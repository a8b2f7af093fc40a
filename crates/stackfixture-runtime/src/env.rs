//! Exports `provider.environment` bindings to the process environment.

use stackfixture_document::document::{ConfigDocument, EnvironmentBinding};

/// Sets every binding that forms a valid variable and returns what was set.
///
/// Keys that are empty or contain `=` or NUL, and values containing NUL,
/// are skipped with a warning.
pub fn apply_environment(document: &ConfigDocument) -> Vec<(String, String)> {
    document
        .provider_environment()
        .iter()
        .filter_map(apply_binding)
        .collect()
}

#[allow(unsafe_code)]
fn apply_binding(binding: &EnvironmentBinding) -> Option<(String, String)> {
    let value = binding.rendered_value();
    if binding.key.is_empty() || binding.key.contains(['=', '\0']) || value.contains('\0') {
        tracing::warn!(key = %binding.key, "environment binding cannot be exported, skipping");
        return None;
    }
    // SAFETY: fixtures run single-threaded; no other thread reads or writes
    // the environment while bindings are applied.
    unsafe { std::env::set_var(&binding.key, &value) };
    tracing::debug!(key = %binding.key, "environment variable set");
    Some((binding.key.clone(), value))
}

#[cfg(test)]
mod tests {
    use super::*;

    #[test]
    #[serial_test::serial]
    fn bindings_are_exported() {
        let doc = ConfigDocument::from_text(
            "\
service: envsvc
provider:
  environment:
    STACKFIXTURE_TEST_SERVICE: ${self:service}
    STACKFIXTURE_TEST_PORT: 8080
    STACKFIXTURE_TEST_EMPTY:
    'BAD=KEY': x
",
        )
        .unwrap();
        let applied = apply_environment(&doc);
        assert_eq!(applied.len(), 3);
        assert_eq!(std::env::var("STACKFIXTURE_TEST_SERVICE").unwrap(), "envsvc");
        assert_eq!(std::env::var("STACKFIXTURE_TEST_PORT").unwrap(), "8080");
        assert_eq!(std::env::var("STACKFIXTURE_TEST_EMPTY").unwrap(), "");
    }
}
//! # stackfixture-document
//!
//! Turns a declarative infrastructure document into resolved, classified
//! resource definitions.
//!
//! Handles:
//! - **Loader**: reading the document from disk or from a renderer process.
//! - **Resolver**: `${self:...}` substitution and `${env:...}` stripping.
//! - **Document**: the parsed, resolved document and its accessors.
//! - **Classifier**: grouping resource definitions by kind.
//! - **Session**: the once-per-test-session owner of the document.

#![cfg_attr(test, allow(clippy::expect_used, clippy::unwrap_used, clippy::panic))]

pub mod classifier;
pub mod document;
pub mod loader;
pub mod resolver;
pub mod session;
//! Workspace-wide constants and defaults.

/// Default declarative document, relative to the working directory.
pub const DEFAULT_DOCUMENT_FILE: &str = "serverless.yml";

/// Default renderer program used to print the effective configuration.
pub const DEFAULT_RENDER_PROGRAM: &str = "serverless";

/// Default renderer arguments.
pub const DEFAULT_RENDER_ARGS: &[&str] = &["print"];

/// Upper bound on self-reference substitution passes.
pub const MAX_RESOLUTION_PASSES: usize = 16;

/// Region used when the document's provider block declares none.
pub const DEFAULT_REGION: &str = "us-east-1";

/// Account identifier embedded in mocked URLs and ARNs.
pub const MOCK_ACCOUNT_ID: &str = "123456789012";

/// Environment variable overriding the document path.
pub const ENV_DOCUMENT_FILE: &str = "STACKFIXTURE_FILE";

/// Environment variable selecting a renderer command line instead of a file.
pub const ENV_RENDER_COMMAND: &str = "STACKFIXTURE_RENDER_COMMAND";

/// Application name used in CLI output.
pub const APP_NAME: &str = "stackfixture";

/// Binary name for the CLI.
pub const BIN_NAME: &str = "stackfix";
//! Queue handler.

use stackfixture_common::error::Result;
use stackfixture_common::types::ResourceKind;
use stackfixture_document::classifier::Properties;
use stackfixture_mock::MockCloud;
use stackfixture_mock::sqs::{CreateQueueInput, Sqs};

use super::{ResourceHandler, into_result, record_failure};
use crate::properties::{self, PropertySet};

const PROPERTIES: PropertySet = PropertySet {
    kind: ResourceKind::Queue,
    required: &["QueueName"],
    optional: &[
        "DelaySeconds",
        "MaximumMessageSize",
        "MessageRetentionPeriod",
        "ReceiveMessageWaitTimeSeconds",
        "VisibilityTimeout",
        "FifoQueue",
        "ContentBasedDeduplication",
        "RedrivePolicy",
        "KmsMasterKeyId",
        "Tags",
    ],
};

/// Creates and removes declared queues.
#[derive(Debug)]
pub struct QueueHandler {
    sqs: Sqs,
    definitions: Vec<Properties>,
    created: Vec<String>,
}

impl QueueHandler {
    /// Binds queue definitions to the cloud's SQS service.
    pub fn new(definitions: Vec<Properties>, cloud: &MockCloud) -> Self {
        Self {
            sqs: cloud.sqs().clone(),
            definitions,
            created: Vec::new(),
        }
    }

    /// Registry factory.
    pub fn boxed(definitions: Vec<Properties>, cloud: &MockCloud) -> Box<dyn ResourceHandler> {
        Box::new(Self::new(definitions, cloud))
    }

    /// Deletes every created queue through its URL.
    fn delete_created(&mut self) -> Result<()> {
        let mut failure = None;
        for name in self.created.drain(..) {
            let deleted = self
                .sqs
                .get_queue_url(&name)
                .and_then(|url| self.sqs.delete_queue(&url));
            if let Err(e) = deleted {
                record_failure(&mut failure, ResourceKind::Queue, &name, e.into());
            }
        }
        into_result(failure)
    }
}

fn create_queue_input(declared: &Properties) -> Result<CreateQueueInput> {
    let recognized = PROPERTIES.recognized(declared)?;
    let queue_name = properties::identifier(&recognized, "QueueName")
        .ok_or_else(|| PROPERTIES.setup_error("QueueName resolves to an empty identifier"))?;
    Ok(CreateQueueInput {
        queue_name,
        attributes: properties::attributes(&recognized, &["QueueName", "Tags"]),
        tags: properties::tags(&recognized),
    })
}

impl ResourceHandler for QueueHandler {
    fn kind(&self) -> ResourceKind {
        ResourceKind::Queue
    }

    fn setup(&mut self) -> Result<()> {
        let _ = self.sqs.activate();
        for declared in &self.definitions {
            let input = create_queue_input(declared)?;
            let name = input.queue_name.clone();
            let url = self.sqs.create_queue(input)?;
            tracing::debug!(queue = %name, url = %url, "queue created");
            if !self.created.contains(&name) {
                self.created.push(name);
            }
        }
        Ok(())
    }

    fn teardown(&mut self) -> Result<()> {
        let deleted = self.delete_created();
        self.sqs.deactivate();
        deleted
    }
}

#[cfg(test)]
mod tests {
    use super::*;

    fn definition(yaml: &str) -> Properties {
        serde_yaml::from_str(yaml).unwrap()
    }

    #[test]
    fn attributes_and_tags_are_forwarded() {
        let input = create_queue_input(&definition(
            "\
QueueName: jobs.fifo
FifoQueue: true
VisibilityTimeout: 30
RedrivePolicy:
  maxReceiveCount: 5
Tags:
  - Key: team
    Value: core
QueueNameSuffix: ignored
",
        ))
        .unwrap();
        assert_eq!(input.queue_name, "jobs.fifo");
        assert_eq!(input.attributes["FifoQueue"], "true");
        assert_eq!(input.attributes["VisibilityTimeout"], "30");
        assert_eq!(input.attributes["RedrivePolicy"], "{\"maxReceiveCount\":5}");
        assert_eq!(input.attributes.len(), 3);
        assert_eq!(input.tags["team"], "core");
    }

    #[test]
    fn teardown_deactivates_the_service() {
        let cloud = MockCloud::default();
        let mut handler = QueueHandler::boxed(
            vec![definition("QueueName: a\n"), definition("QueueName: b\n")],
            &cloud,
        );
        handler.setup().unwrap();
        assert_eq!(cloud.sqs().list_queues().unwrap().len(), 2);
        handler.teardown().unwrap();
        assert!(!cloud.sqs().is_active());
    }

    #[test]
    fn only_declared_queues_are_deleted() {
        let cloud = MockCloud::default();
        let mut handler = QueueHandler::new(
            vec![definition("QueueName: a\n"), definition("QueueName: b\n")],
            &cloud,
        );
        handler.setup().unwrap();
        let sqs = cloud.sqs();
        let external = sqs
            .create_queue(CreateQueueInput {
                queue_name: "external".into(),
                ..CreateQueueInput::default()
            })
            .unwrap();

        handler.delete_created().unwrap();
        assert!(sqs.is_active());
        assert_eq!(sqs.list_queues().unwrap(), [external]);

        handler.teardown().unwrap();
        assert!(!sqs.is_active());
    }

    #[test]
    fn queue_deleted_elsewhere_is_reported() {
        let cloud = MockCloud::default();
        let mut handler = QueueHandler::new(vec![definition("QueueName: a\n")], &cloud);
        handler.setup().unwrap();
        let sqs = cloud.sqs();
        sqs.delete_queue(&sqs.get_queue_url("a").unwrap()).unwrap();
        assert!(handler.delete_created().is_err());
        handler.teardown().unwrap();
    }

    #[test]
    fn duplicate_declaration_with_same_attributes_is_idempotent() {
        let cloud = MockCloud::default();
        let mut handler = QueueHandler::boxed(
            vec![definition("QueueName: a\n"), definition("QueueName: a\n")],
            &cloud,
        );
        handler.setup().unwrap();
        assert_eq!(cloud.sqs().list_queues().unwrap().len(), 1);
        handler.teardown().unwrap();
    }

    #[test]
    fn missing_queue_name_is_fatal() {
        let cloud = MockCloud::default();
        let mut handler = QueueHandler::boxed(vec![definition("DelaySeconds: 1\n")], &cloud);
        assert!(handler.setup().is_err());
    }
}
○ ○ ○
*Required work*
Look above for the line with "let _ = self.sqs.activate();" and the line with "let url = self.sqs.create_queue(input)?;". Write out those two lines and all the lines between them, exactly, and no others.

*Result*
        let _ = self.sqs.activate();
        for declared in &self.definitions {
            let input = create_queue_input(declared)?;
            let name = input.queue_name.clone();
            let url = self.sqs.create_queue(input)?;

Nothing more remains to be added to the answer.